Department of Computer Science and Information Engineering, National Cheng Kung University, Tainan, Taiwan.
J Med Syst. 2018 Apr 21;42(6):103. doi: 10.1007/s10916-018-0942-5.
Heart rate variability (HRV) is often used to assess the risk of cardiovascular disease, and data on this can be obtained via electrocardiography (ECG). However, collecting heart rate data via photoplethysmography (PPG) is now a lot easier. We investigate the feasibility of using the PPG-based heart rate to estimate HRV and predict diseases. We obtain three months of PPG-based heart rate data from subjects with and without hypertension, and calculate the HRV based on various forms of time and frequency domain analysis. We then apply a data mining technique to this estimated HRV data, to see if it is possible to correctly identify patients with hypertension. We use six HRV parameters to predict hypertension, and find SDNN has the best predictive power. We show that early disease prediction is possible through collecting one's PPG-based heart rate information.

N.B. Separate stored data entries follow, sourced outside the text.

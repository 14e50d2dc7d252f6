//! Arena-backed tree construction.

use std::cell::RefCell;
use std::rc::Rc;

use indexmap::IndexMap;
use serde_json::{Map, Value};
use thiserror::Error;

use crate::classify::{classify, Kind};
use crate::controller::Controller;
use crate::handle::NodeRef;

/// Construction failure.
#[derive(Debug, Clone, PartialEq, Eq, Error)]
pub enum TreeError {
    /// The input value cannot anchor a tree: only plain objects can.
    #[error("root value is not a plain object")]
    RootNotStructural,
}

/// A field slot in a node's backing store.
#[derive(Debug, Clone, PartialEq)]
pub(crate) enum Slot {
    /// A value copied verbatim.
    Leaf(Value),
    /// Arena index of a wrapped child node.
    Child(u32),
}

/// Backing record for one structural node. Exclusively owned by its tree;
/// callers only ever see [`NodeRef`] handles.
pub(crate) struct StateNode {
    /// Dotted path prefix: empty at the root, `"child."` one level down.
    pub(crate) prefix: String,
    pub(crate) fields: IndexMap<String, Slot>,
}

/// One observable tree: the node arena plus its single controller.
///
/// Node records live in a `Vec` arena and refer to each other by `u32`
/// index, so parent/child links never form `Rc` cycles. A subtree
/// orphaned by overwriting its parent slot stays allocated until the
/// whole tree is dropped.
pub struct StateTree {
    pub(crate) nodes: RefCell<Vec<StateNode>>,
    pub(crate) controller: Rc<Controller>,
}

struct WorkItem<'a> {
    src: &'a Map<String, Value>,
    node: u32,
    parent: Option<(u32, String)>,
}

impl StateTree {
    /// Builds the observable tree mirroring `source` and returns the root
    /// handle. The controller is reachable from any node handle.
    ///
    /// Traversal is an explicit last-in-first-out work list, so input
    /// nesting depth is not limited by the call stack. Leaves are copied
    /// in source order; each structural child gets a fresh pre-allocated
    /// arena record and is linked into its parent only when its own item
    /// is popped, with its record fully in place. Builder writes go
    /// straight to the backing stores: no events fire during
    /// construction.
    pub fn build(source: &Value) -> Result<NodeRef, TreeError> {
        let Value::Object(root_map) = source else {
            return Err(TreeError::RootNotStructural);
        };

        let controller = Controller::new();
        let mut nodes = vec![StateNode {
            prefix: String::new(),
            fields: IndexMap::new(),
        }];
        let mut stack = vec![WorkItem {
            src: root_map,
            node: 0,
            parent: None,
        }];

        while let Some(item) = stack.pop() {
            for (key, value) in item.src {
                match (classify(value), value) {
                    (Kind::Structural, Value::Object(child_map)) => {
                        let prefix =
                            dot_path::child_prefix(&nodes[item.node as usize].prefix, key);
                        let child = nodes.len() as u32;
                        nodes.push(StateNode {
                            prefix,
                            fields: IndexMap::new(),
                        });
                        stack.push(WorkItem {
                            src: child_map,
                            node: child,
                            parent: Some((item.node, key.clone())),
                        });
                    }
                    _ => {
                        nodes[item.node as usize]
                            .fields
                            .insert(key.clone(), Slot::Leaf(value.clone()));
                    }
                }
            }
            if let Some((parent, key)) = item.parent {
                nodes[parent as usize].fields.insert(key, Slot::Child(item.node));
            }
        }

        let tree = Rc::new(StateTree {
            nodes: RefCell::new(nodes),
            controller,
        });
        Ok(NodeRef::new(tree, 0))
    }
}
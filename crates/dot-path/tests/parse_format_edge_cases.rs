use dot_path::{
    format_dot_path, get, is_child, parent, parse_dot_path, validate_dot_path, ValidationError,
};
use serde_json::json;

#[test]
fn single_segment_paths_have_no_separator() {
    assert_eq!(parse_dot_path("a"), vec!["a".to_string()]);
    assert_eq!(format_dot_path(&["a".to_string()]), "a");
}

#[test]
fn degenerate_strings_parse_but_fail_validation() {
    // parse stays permissive; validation is the gate.
    assert_eq!(parse_dot_path("a..b"), vec!["a", "", "b"]);
    assert_eq!(validate_dot_path("a..b"), Err(ValidationError::EmptySegment));
    assert_eq!(parse_dot_path("."), vec!["", ""]);
    assert_eq!(validate_dot_path("."), Err(ValidationError::EmptySegment));
}

#[test]
fn containment_and_parent_agree() {
    let deep = parse_dot_path("a.b.c");
    let mut up = deep.as_slice();
    while let Some(p) = parent(up) {
        assert!(is_child(p, &deep));
        up = p;
    }
    assert!(up.is_empty());
}

#[test]
fn lookup_follows_the_same_grammar() {
    let doc = json!({"settings": {"volume": 3, "tags": ["a", "b"]}});
    assert_eq!(
        get(&doc, &parse_dot_path("settings.volume")),
        Some(&json!(3))
    );
    assert_eq!(
        get(&doc, &parse_dot_path("settings.tags.1")),
        Some(&json!("b"))
    );
    assert_eq!(get(&doc, &parse_dot_path("settings.missing")), None);
}
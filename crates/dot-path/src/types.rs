//! Type definitions for dotted paths.

/// A single segment of a dotted path (an object key).
pub type PathStep = String;

/// A parsed dotted path.
pub type Path = Vec<PathStep>;
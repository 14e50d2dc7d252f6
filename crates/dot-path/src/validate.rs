//! Dotted path validation.

use thiserror::Error;

/// Why a path or segment was rejected.
#[derive(Debug, Clone, PartialEq, Eq, Error)]
pub enum ValidationError {
    /// A segment between separators was empty.
    #[error("empty path segment")]
    EmptySegment,
    /// A segment contains the separator and cannot round-trip.
    #[error("path segment contains '.'")]
    SegmentWithSeparator,
}

/// Validate a dotted path string.
///
/// The empty string (the root path) is valid; otherwise every
/// `.`-separated segment must be non-empty.
pub fn validate_dot_path(path: &str) -> Result<(), ValidationError> {
    if path.is_empty() {
        return Ok(());
    }
    if path.split('.').any(str::is_empty) {
        return Err(ValidationError::EmptySegment);
    }
    Ok(())
}

/// Validate parsed segments before formatting them into a path string.
pub fn validate_path(path: &[String]) -> Result<(), ValidationError> {
    for segment in path {
        if segment.is_empty() {
            return Err(ValidationError::EmptySegment);
        }
        if segment.contains('.') {
            return Err(ValidationError::SegmentWithSeparator);
        }
    }
    Ok(())
}
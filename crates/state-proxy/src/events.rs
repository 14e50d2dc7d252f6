//! Event payload types delivered through the controller.

use serde_json::Value;

/// Describes one completed mutation.
#[derive(Debug, Clone, PartialEq)]
pub struct ChangeEvent {
    /// Property name within its node.
    pub prop: String,
    /// Full dotted path from the tree root.
    pub path: String,
    /// The value written.
    pub value: Value,
}

/// Payload delivered to bus listeners.
#[derive(Debug, Clone, PartialEq)]
pub enum EventPayload {
    /// Exact-path event: the value just written at that path.
    Value(Value),
    /// Generic change event: the full mutation record.
    Change(ChangeEvent),
}
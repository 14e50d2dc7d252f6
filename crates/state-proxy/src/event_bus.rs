//! Named-event publish/subscribe registry.

use std::cell::RefCell;
use std::collections::BTreeMap;
use std::rc::Rc;

/// Identifies one registration on an [`EventBus`].
pub type ListenerId = u64;

type Handler<T> = Rc<RefCell<dyn FnMut(&T)>>;

struct Registration<T> {
    id: ListenerId,
    once: bool,
    handler: Handler<T>,
}

/// A named-event registry with synchronous dispatch.
///
/// Listener lists are interior-mutable so handlers may subscribe and
/// unsubscribe while an emit is in flight: handlers registered during an
/// emit run from the next emit on, and handlers removed mid-emit that have
/// not yet run are skipped.
pub struct EventBus<T> {
    inner: RefCell<Inner<T>>,
}

struct Inner<T> {
    next_id: ListenerId,
    channels: BTreeMap<String, Vec<Registration<T>>>,
}

impl<T> EventBus<T> {
    pub fn new() -> Self {
        Self {
            inner: RefCell::new(Inner {
                next_id: 1,
                channels: BTreeMap::new(),
            }),
        }
    }

    /// Registers a handler for `name`. Every registration is independent:
    /// registering the same handler twice fires it twice.
    pub fn on(&self, name: impl Into<String>, handler: impl FnMut(&T) + 'static) -> ListenerId {
        self.register(name.into(), false, handler)
    }

    /// As [`on`](Self::on), but deregistered before its first invocation
    /// runs, so a reentrant emit from inside the handler cannot fire it a
    /// second time.
    pub fn once(&self, name: impl Into<String>, handler: impl FnMut(&T) + 'static) -> ListenerId {
        self.register(name.into(), true, handler)
    }

    fn register(&self, name: String, once: bool, handler: impl FnMut(&T) + 'static) -> ListenerId {
        let mut inner = self.inner.borrow_mut();
        let id = inner.next_id;
        inner.next_id = inner.next_id.saturating_add(1);
        inner.channels.entry(name).or_default().push(Registration {
            id,
            once,
            handler: Rc::new(RefCell::new(handler)),
        });
        id
    }

    /// Removes the registration with the given id; `false` if absent.
    pub fn off(&self, name: &str, id: ListenerId) -> bool {
        let mut inner = self.inner.borrow_mut();
        let Some(list) = inner.channels.get_mut(name) else {
            return false;
        };
        let Some(pos) = list.iter().position(|r| r.id == id) else {
            return false;
        };
        list.remove(pos);
        if list.is_empty() {
            inner.channels.remove(name);
        }
        true
    }

    /// Number of live registrations for `name`.
    pub fn listener_count(&self, name: &str) -> usize {
        self.inner.borrow().channels.get(name).map_or(0, Vec::len)
    }

    /// Synchronously invokes every handler registered for `name` at emit
    /// start, in registration order. Unknown names are a no-op. A
    /// panicking handler propagates to the caller; later handlers for
    /// this event do not run.
    pub fn emit(&self, name: &str, payload: &T) {
        let snapshot: Vec<(ListenerId, bool, Handler<T>)> = {
            let inner = self.inner.borrow();
            match inner.channels.get(name) {
                Some(list) => list
                    .iter()
                    .map(|r| (r.id, r.once, Rc::clone(&r.handler)))
                    .collect(),
                None => return,
            }
        };
        for (id, once, handler) in snapshot {
            let live = self
                .inner
                .borrow()
                .channels
                .get(name)
                .is_some_and(|list| list.iter().any(|r| r.id == id));
            if !live {
                continue;
            }
            if once {
                self.off(name, id);
            }
            (handler.borrow_mut())(payload);
        }
    }
}

impl<T> Default for EventBus<T> {
    fn default() -> Self {
        Self::new()
    }
}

心率变异性(HRV)通常用于评估心血管疾病的风险,并且可以通过心电图(ECG)获得相关数据。然而,通过光电容积脉搏波描记法(PPG)来收集心率数据现在变得更加容易。我们研究了使用基于 PPG 的心率来估计 HRV 和预测疾病的可行性。我们从患有和不患有高血压的受试者中获得了三个月的基于 PPG 的心率数据,并根据各种时间和频域分析形式计算了 HRV。然后,我们将数据挖掘技术应用于该估计的 HRV 数据,以确定是否可以正确识别高血压患者。我们使用六个 HRV 参数来预测高血压,发现 SDNN 具有最佳的预测能力。我们表明,通过收集个人的基于 PPG 的心率信息,可以实现早期疾病预测。